How many lines in the records below contain the word "impl"? Answer with the number only.
═════ Extracted records
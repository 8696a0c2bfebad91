//! Population-based metaheuristics: genetic algorithms, differential evolution
//! and permutation search over owned, typed genes.

pub mod breeding;
pub mod caching;
pub mod differential;
pub mod environment;
pub mod error;
pub mod evolution;
pub mod fitness;
pub mod gene;
pub mod individual;
pub mod population;
pub mod representation;
pub mod rng;
pub mod selection;

// Re-export commonly used types for convenience
pub use error::{GeneticError, OptionExt, Result};
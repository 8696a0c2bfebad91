//! # Permutation genomes
//!
//! Each individual is an ordering of the same set of integer values. Operators here
//! never duplicate or drop a value: swap mutation exchanges two loci, and
//! [`PartiallyMappedCrossover`] repairs collisions through the parents' mapping.
//!
//! ```rust
//! use populus::representation::permutation::{is_permutation_of, pmx, PermutationGene};
//!
//! let first: Vec<PermutationGene> = [1, 2, 3, 4, 5, 6, 7, 8, 9].map(PermutationGene::new).to_vec();
//! let second: Vec<PermutationGene> = [9, 3, 7, 8, 2, 6, 5, 1, 4].map(PermutationGene::new).to_vec();
//! let child = pmx(&first, &second, 3, 6).unwrap();
//! assert!(is_permutation_of(&child, &first));
//! ```

use std::collections::HashSet;
use std::hash::Hash;

use rand::Rng;

use crate::breeding::{parent_pair, Context, Generator, Mutator, Probability, Recombinator};
use crate::error::{GeneticError, Result};
use crate::fitness::FitnessValue;
use crate::gene::Gene;
use crate::individual::{IdSequence, Individual};
use crate::rng::{sorted_pair, ThreadLocalRng};

/// One value of a permutation.
#[cfg_attr(feature = "serde", derive(serde::Serialize, serde::Deserialize))]
#[derive(Debug, Clone, Copy, PartialEq, Eq, PartialOrd, Ord, Hash)]
pub struct PermutationGene {
    value: i64,
}

impl PermutationGene {
    pub fn new(value: i64) -> Self {
        Self { value }
    }

    pub fn value(&self) -> i64 {
        self.value
    }
}

impl Gene for PermutationGene {
    fn numeric(&self) -> f64 {
        self.value as f64
    }
}

/// Whether `candidate` holds exactly the values of `reference`, each once.
pub fn is_permutation_of<G: Eq + Hash>(candidate: &[G], reference: &[G]) -> bool {
    if candidate.len() != reference.len() {
        return false;
    }
    let seen: HashSet<&G> = candidate.iter().collect();
    seen.len() == candidate.len() && reference.iter().all(|value| seen.contains(value))
}

/// Exchanges two distinct random loci. Genomes shorter than two are left alone.
pub fn swap_mutation<G, R>(genes: &mut [G], rng: &mut R) -> Result<()>
where
    R: Rng + ?Sized,
{
    if genes.len() < 2 {
        return Ok(());
    }
    let (a, b) = sorted_pair(rng, 0, genes.len() - 1)?;
    genes.swap(a, b);
    Ok(())
}

/// Partially mapped crossover producing one child.
///
/// The segment `start..=end` is copied from `first`. Each value of the matching
/// segment of `second` that is not yet placed goes to the position found by
/// following the `first -> second` mapping until a free slot appears. Remaining
/// slots are filled from `second` position by position.
///
/// # Errors
///
/// `IndexOutOfBounds` when the segment exceeds the genome, `Recombination` when the
/// parents are not permutations of the same values.
pub fn pmx<G>(first: &[G], second: &[G], start: usize, end: usize) -> Result<Vec<G>>
where
    G: Clone + PartialEq,
{
    let len = first.len();
    if second.len() != len {
        return Err(GeneticError::Recombination(format!(
            "Parents have different lengths: {} and {}",
            len,
            second.len()
        )));
    }
    if start > end {
        return Err(GeneticError::Recombination(format!(
            "Segment start {start} is after its end {end}"
        )));
    }
    if end >= len {
        return Err(GeneticError::IndexOutOfBounds { index: end, len });
    }

    let mut child: Vec<Option<G>> = vec![None; len];
    for locus in start..=end {
        child[locus] = Some(first[locus].clone());
    }

    let segment = &first[start..=end];
    for offset in 0..segment.len() {
        let value = &second[start + offset];
        if segment.contains(value) {
            continue;
        }
        let mut locus = start + offset;
        let mut hops = 0;
        while child[locus].is_some() {
            hops += 1;
            if hops > len {
                return Err(not_a_permutation());
            }
            let displaced = &first[locus];
            locus = second
                .iter()
                .position(|candidate| candidate == displaced)
                .ok_or_else(not_a_permutation)?;
        }
        child[locus] = Some(value.clone());
    }

    Ok(child
        .into_iter()
        .zip(second)
        .map(|(slot, fallback)| slot.unwrap_or_else(|| fallback.clone()))
        .collect())
}

fn not_a_permutation() -> GeneticError {
    GeneticError::Recombination("Parents are not permutations of the same values".to_string())
}

/// Generates permutations of the inclusive range `lower..=upper`.
#[derive(Debug, Clone)]
pub struct PermutationGenerator {
    lower: i64,
    upper: i64,
}

impl PermutationGenerator {
    pub fn new(lower: i64, upper: i64) -> Result<Self> {
        if lower > upper {
            return Err(GeneticError::Configuration(format!(
                "Permutation range {lower}..={upper} is empty"
            )));
        }
        Ok(Self { lower, upper })
    }

    pub fn length(&self) -> usize {
        (self.upper - self.lower) as usize + 1
    }

    fn identity(&self) -> Vec<PermutationGene> {
        (self.lower..=self.upper).map(PermutationGene::new).collect()
    }
}

impl<F: FitnessValue> Generator<PermutationGene, F> for PermutationGenerator {
    /// The identity ordering.
    fn get(&self, ids: &IdSequence) -> Individual<PermutationGene, F> {
        Individual::new(ids.next_id(), self.identity())
    }

    /// A uniformly shuffled ordering.
    fn get_random(&self, ids: &IdSequence) -> Individual<PermutationGene, F> {
        let mut genes = self.identity();
        ThreadLocalRng::shuffle(&mut genes);
        Individual::new(ids.next_id(), genes)
    }
}

/// Swaps two random loci of each selected individual.
#[derive(Debug, Clone)]
pub struct SwapMutator {
    probability: Probability,
}

impl SwapMutator {
    pub fn new(probability: f64) -> Result<Self> {
        Ok(Self {
            probability: Probability::new(probability)?,
        })
    }
}

impl<G: Gene, F: FitnessValue> Mutator<G, F> for SwapMutator {
    fn probability(&self) -> Probability {
        self.probability
    }

    fn mutate(&self, individual: &mut Individual<G, F>, _context: &Context<'_, G, F>) -> Result<()> {
        swap_mutation(individual.genes_mut()?, &mut ThreadLocalRng::rng())
    }
}

#[derive(Debug, Clone, Copy, PartialEq, Eq)]
struct CutLimits {
    lower: usize,
    upper: usize,
    fixed: bool,
}

/// Partially mapped crossover, producing `pmx(a, b)` and `pmx(b, a)`.
///
/// Cut points are two distinct random loci unless limits are active. Active limits
/// either restrict the random draw to `lower..=upper` or, when fixed (or when
/// `lower == upper`), are used as the cut points directly.
#[derive(Debug, Clone)]
pub struct PartiallyMappedCrossover {
    probability: Probability,
    limits: Option<CutLimits>,
    limits_active: bool,
}

impl PartiallyMappedCrossover {
    pub fn new(probability: f64) -> Result<Self> {
        Ok(Self {
            probability: Probability::new(probability)?,
            limits: None,
            limits_active: false,
        })
    }

    /// Sets and activates cut-point limits.
    pub fn with_limits(mut self, lower: usize, upper: usize, fixed: bool) -> Result<Self> {
        if lower > upper {
            return Err(GeneticError::Configuration(format!(
                "Cut limit {lower} is above {upper}"
            )));
        }
        self.limits = Some(CutLimits {
            lower,
            upper,
            fixed,
        });
        self.activate_limits()?;
        Ok(self)
    }

    /// Re-enables previously configured limits.
    pub fn activate_limits(&mut self) -> Result<()> {
        if self.limits.is_none() {
            return Err(GeneticError::IllegalState(
                "No cut limits have been configured".to_string(),
            ));
        }
        self.limits_active = true;
        Ok(())
    }

    /// Disables the limits without forgetting them.
    pub fn deactivate_limits(&mut self) {
        self.limits_active = false;
    }

    pub fn limits_active(&self) -> bool {
        self.limits_active
    }

    fn cut_points<R>(&self, len: usize, rng: &mut R) -> Result<(usize, usize)>
    where
        R: Rng + ?Sized,
    {
        let limits = self.limits.filter(|_| self.limits_active);
        match limits {
            Some(limits) => {
                if limits.upper >= len {
                    return Err(GeneticError::Configuration(format!(
                        "Cut limit {} does not fit a genome of {}",
                        limits.upper, len
                    )));
                }
                if limits.fixed || limits.lower == limits.upper {
                    Ok((limits.lower, limits.upper))
                } else {
                    sorted_pair(rng, limits.lower, limits.upper)
                }
            }
            None if len < 2 => Ok((0, len.saturating_sub(1))),
            None => sorted_pair(rng, 0, len - 1),
        }
    }
}

impl<G: Gene, F: FitnessValue> Recombinator<G, F> for PartiallyMappedCrossover {
    fn probability(&self) -> Probability {
        self.probability
    }

    fn partners(&self) -> usize {
        2
    }

    fn recombine(
        &self,
        partners: &[Individual<G, F>],
        context: &mut Context<'_, G, F>,
    ) -> Result<Vec<Individual<G, F>>> {
        let (first, second) = parent_pair(partners)?;
        if first.is_empty() {
            return Err(GeneticError::Recombination(
                "Cannot recombine empty permutations".to_string(),
            ));
        }
        let (start, end) = self.cut_points(first.len(), &mut ThreadLocalRng::rng())?;
        let left = pmx(first.genes(), second.genes(), start, end)?;
        let right = pmx(second.genes(), first.genes(), start, end)?;
        Ok(vec![context.offspring(left)?, context.offspring(right)?])
    }
}
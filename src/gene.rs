//! # Genes
//!
//! A gene is a single locus value. Genes are plain owned values: an individual owns
//! its `Vec<G>`, and copying a gene into another individual is a `clone`. Concrete
//! gene kinds live in [`crate::representation`].
//!
//! Bounded genes declare a half-open range `[lower, upper)`. Writing a value outside
//! it is rejected; [`Bounded::saturate`] is the explicit clamping operation used
//! where overflow is expected (differential perturbations).

use std::fmt::Debug;

use crate::error::Result;

/// A single locus value of a genome.
pub trait Gene: Clone + PartialEq + Debug + Send + Sync + 'static {
    /// Numeric reading of the gene, used by objectives and statistics.
    fn numeric(&self) -> f64;
}

/// A gene restricted to the half-open range `[lower, upper)`.
pub trait Bounded: Gene {
    type Value: Copy + PartialOrd + Debug;

    fn value(&self) -> Self::Value;

    /// Inclusive lower bound.
    fn lower(&self) -> Self::Value;

    /// Exclusive upper bound.
    fn upper(&self) -> Self::Value;

    /// Writes `value`, failing with `OutOfBounds` when it lies outside the range.
    fn set_value(&mut self, value: Self::Value) -> Result<()>;

    /// Sets the greatest representable value below `upper`.
    fn maximize(&mut self);

    /// Sets `lower`.
    fn minimize(&mut self);

    fn contains(&self, value: Self::Value) -> bool {
        value >= self.lower() && value < self.upper()
    }

    /// Writes `value`, replacing overflow with the nearest representable bound.
    ///
    /// Values that are neither in range nor comparable (NaN) are still rejected.
    fn saturate(&mut self, value: Self::Value) -> Result<()> {
        if value >= self.upper() {
            self.maximize();
            Ok(())
        } else if value < self.lower() {
            self.minimize();
            Ok(())
        } else {
            self.set_value(value)
        }
    }
}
══════════
§ **Answer space**: 8